▶ [About this task]: A single number is the whole answer: the count of lines in the records where "Poller" occurs.

▶ [Provided material]:
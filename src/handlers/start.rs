use rust_i18n::t;
use teloxide::Bot;
use teloxide::macros::BotCommands;
use teloxide::types::Message;
use crate::domain::LanguageCode;
use crate::handlers::{register_and_reply, HandlerResult};
use crate::{metrics, repo};

#[derive(BotCommands, Clone)]
#[command(rename_rule = "lowercase")]
pub enum StartCommands {
    #[command(description = "start")]
    Start,
}

#[derive(BotCommands, Clone)]
#[command(rename_rule = "lowercase")]
pub enum HelpCommands {
    #[command(description = "help")]
    Help,
}

pub async fn start_cmd_handler(bot: Bot, msg: Message, repo: repo::StateRepo) -> HandlerResult {
    metrics::CMD_START_COUNTER.inc();
    let lang_code = LanguageCode::from_maybe_user(msg.from());
    let answer = t!("commands.start.greeting", locale = &lang_code);
    register_and_reply(bot, &repo, &msg, answer).await
}

pub async fn help_cmd_handler(bot: Bot, msg: Message, repo: repo::StateRepo) -> HandlerResult {
    metrics::CMD_HELP_COUNTER.inc();
    let lang_code = LanguageCode::from_maybe_user(msg.from());
    let answer = t!("commands.help.text", locale = &lang_code);
    register_and_reply(bot, &repo, &msg, answer).await
}
use std::sync::Arc;
use chrono::{DateTime, Duration, Utc};
use tokio::sync::broadcast as alert_channel;
use crate::alert::{AlertStateMachine, Transition};
use crate::broadcast::Broadcaster;
use crate::config::AppConfig;
use crate::domain::Announcement;
use crate::metrics;
use crate::repo::StateRepo;
use crate::sources::Sources;
use crate::stats::{reconcile::reconcile, Snapshot, SnapshotStore};

const ALERT_CHANNEL_CAPACITY: usize = 8;

/// Drives the fetch → reconcile → alert-check cycle on a fixed interval.
/// Every failure is absorbed locally: a bad cycle leaves stale data behind,
/// it never stops the loop.
pub struct Poller<S> {
    sources: Arc<S>,
    snapshot: SnapshotStore,
    repo: StateRepo,
    alerts: AlertStateMachine,
    broadcaster: Broadcaster,
    home_country: String,
    interval: std::time::Duration,
    alert_events: alert_channel::Sender<Announcement>,
}

impl<S: Sources> Poller<S> {
    pub fn new(sources: S, snapshot: SnapshotStore, repo: StateRepo,
               broadcaster: Broadcaster, config: &AppConfig) -> Self {
        let (alert_events, _) = alert_channel::channel(ALERT_CHANNEL_CAPACITY);
        Self {
            sources: Arc::new(sources),
            snapshot,
            repo,
            alerts: AlertStateMachine::new(Duration::minutes(config.freshness_window_minutes)),
            broadcaster,
            home_country: config.home_country.clone(),
            interval: config.poll_interval,
            alert_events,
        }
    }

    /// Accepted announcements are echoed here for any frontend listener.
    pub fn subscribe_alerts(&self) -> alert_channel::Receiver<Announcement> {
        self.alert_events.subscribe()
    }

    pub async fn run(self) {
        log::info!("polling the sources every {:?}", self.interval);
        let mut timer = tokio::time::interval(self.interval);
        loop {
            timer.tick().await;
            self.cycle(Utc::now()).await;
            metrics::POLL_CYCLES_COUNTER.inc();
        }
    }

    async fn cycle(&self, now: DateTime<Utc>) {
        self.refresh_snapshot(now).await;
        match self.sources.fetch_announcement_candidate().await {
            Ok(candidate) => self.check_alert(candidate, now).await,
            Err(e) => log::warn!("no announcement candidate this cycle: {e:#}"),
        }
    }

    /// Builds the next snapshot, falling back per field set to the previous
    /// one when a source yields nothing, and installs it wholesale.
    async fn refresh_snapshot(&self, now: DateTime<Utc>) {
        let previous = self.snapshot.get();

        let page = match self.sources.fetch_country_table().await {
            Ok(page) => Some(page),
            Err(e) => {
                log::warn!("country table unavailable, keeping the previous one: {e:#}");
                None
            }
        };
        let figure = match self.sources.fetch_authoritative_figure().await {
            Ok(figure) => Some(figure),
            Err(e) => {
                log::warn!("authoritative figure unavailable: {e:#}");
                previous.authoritative
            }
        };

        let (rows, global, yesterday) = match page {
            Some(page) => (
                page.today,
                page.global.or(previous.global),
                page.yesterday.or_else(|| previous.yesterday.clone()),
            ),
            None => (previous.rows.clone(), previous.global, previous.yesterday.clone()),
        };

        self.snapshot.replace(Snapshot {
            rows: reconcile(&rows, figure.as_ref(), &self.home_country),
            yesterday,
            global,
            authoritative: figure,
            updated_at: Some(now),
        });
    }

    async fn check_alert(&self, candidate: Announcement, now: DateTime<Utc>) {
        let last = self.repo.last_alert().await;
        match self.alerts.advance(last.as_ref(), candidate, now) {
            Transition::Unchanged => {}
            Transition::StoredSilently(event) => {
                log::info!("storing the first bulletin ({}) without broadcasting", event.display_time);
                if let Err(e) = self.repo.set_last_alert(&event).await {
                    log::error!("couldn't persist the first bulletin: {e:#}");
                }
            }
            Transition::Broadcast(event) => {
                // fan out only once the new state is durable; a failed write
                // costs this broadcast, the next cycle re-derives the state
                match self.repo.set_last_alert(&event).await {
                    Ok(()) => {
                        let registry = self.repo.subscribers().await;
                        self.broadcaster.broadcast(&event, &registry);
                        let _ = self.alert_events.send(event);
                    }
                    Err(e) => log::error!("couldn't persist the new bulletin, skipping its broadcast: {e:#}"),
                }
            }
        }
    }
}
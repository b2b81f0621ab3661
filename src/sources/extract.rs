//! Field extraction from raw bulletin text.
//!
//! Official announcements are written by humans and the time stamp wanders
//! between "18h00 ngày 20/3/2020", "6h ngày 2/4/2020" and "21:30 15/03/2020".
//! Matching them is inherently fuzzy, so it is all kept behind this one
//! interface.

use once_cell::sync::Lazy;
use regex::Regex;

static TIME_STAMP: Lazy<Regex> = Lazy::new(|| Regex::new(
    r"(?x)
    (\d{1,2}) \s* (?:h|:|g|giờ) \s* (\d{2})?   # hour, optional minutes
    [^\d]{0,12}?                               # 'ngày', punctuation
    (\d{1,2}) / (\d{1,2}) / (\d{4})            # day/month/year
    ").expect("the bulletin time stamp pattern must compile"));

/// Fields pulled out of one bulletin text.
#[derive(Debug, Clone, PartialEq, Eq)]
pub struct ExtractedBulletin {
    /// Normalized to `"HH:MM DD/MM/YYYY"`.
    pub display_time: String,
    pub title: Option<String>,
    pub content: String,
}

/// Finds the first plausible time stamp in the text and returns it together
/// with the cleaned-up body. `None` when no stamp is found: the caller
/// treats that as the source being unavailable this cycle.
pub fn extract_bulletin(text: &str) -> Option<ExtractedBulletin> {
    let content = collapse_whitespace(text);
    if content.is_empty() {
        return None
    }

    let display_time = TIME_STAMP.captures_iter(&content)
        .find_map(|caps| {
            let hour: u32 = caps[1].parse().ok()?;
            let minute: u32 = caps.get(2).map(|m| m.as_str().parse().ok()).unwrap_or(Some(0))?;
            let day: u32 = caps[3].parse().ok()?;
            let month: u32 = caps[4].parse().ok()?;
            let year: u32 = caps[5].parse().ok()?;
            if hour > 23 || minute > 59 || day == 0 || day > 31 || month == 0 || month > 12 {
                return None
            }
            Some(format!("{hour:02}:{minute:02} {day:02}/{month:02}/{year}"))
        })?;

    let title = content.split(['.', ':'])
        .map(str::trim)
        .find(|part| !part.is_empty())
        .map(str::to_owned);

    Some(ExtractedBulletin { display_time, title, content })
}

fn collapse_whitespace(text: &str) -> String {
    text.split_whitespace().collect::<Vec<_>>().join(" ")
}

#[cfg(test)]
mod test {
    use super::extract_bulletin;

    #[test]
    fn moh_style_stamp() {
        let text = "BẢN TIN VỀ DỊCH COVID-19: Bản tin lúc 18h00 ngày 20/3/2020 \
                    của Ban Chỉ đạo Quốc gia. Ghi nhận thêm 9 ca mắc mới.";
        let bulletin = extract_bulletin(text).unwrap();
        assert_eq!(bulletin.display_time, "18:00 20/03/2020");
        assert!(bulletin.content.contains("9 ca mắc mới"));
    }

    #[test]
    fn hour_without_minutes() {
        let text = "Cập nhật lúc 6h ngày 2/4/2020: thêm 3 trường hợp dương tính.";
        let bulletin = extract_bulletin(text).unwrap();
        assert_eq!(bulletin.display_time, "06:00 02/04/2020");
    }

    #[test]
    fn colon_separated_stamp() {
        let text = "Tính đến 21:30 ngày 15/03/2020, Việt Nam ghi nhận 57 ca.";
        let bulletin = extract_bulletin(text).unwrap();
        assert_eq!(bulletin.display_time, "21:30 15/03/2020");
    }

    #[test]
    fn gio_spelled_out() {
        let text = "Thông báo 7 giờ 30 ngày 01/04/2020 về các ca bệnh.";
        let bulletin = extract_bulletin(text).unwrap();
        assert_eq!(bulletin.display_time, "07:30 01/04/2020");
    }

    #[test]
    fn implausible_stamp_is_skipped_for_a_later_one() {
        let text = "Mã hồ sơ 99h99 ngày 99/99/2020. Bản tin lúc 18h00 ngày 20/3/2020.";
        let bulletin = extract_bulletin(text).unwrap();
        assert_eq!(bulletin.display_time, "18:00 20/03/2020");
    }

    #[test]
    fn no_stamp_means_no_bulletin() {
        assert!(extract_bulletin("Không có gì mới hôm nay.").is_none());
        assert!(extract_bulletin("").is_none());
        assert!(extract_bulletin("   \n\t ").is_none());
    }

    #[test]
    fn whitespace_is_collapsed_into_one_line() {
        let text = "Bản tin   lúc 18h00\n\nngày 20/3/2020.\nThêm 2 ca.";
        let bulletin = extract_bulletin(text).unwrap();
        assert_eq!(bulletin.content, "Bản tin lúc 18h00 ngày 20/3/2020. Thêm 2 ca.");
    }

    #[test]
    fn title_is_the_leading_clause() {
        let text = "Bản tin dịch COVID-19: cập nhật lúc 18h00 ngày 20/3/2020.";
        let bulletin = extract_bulletin(text).unwrap();
        assert_eq!(bulletin.title.as_deref(), Some("Bản tin dịch COVID-19"));
    }
}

▶ [Answer space]: 2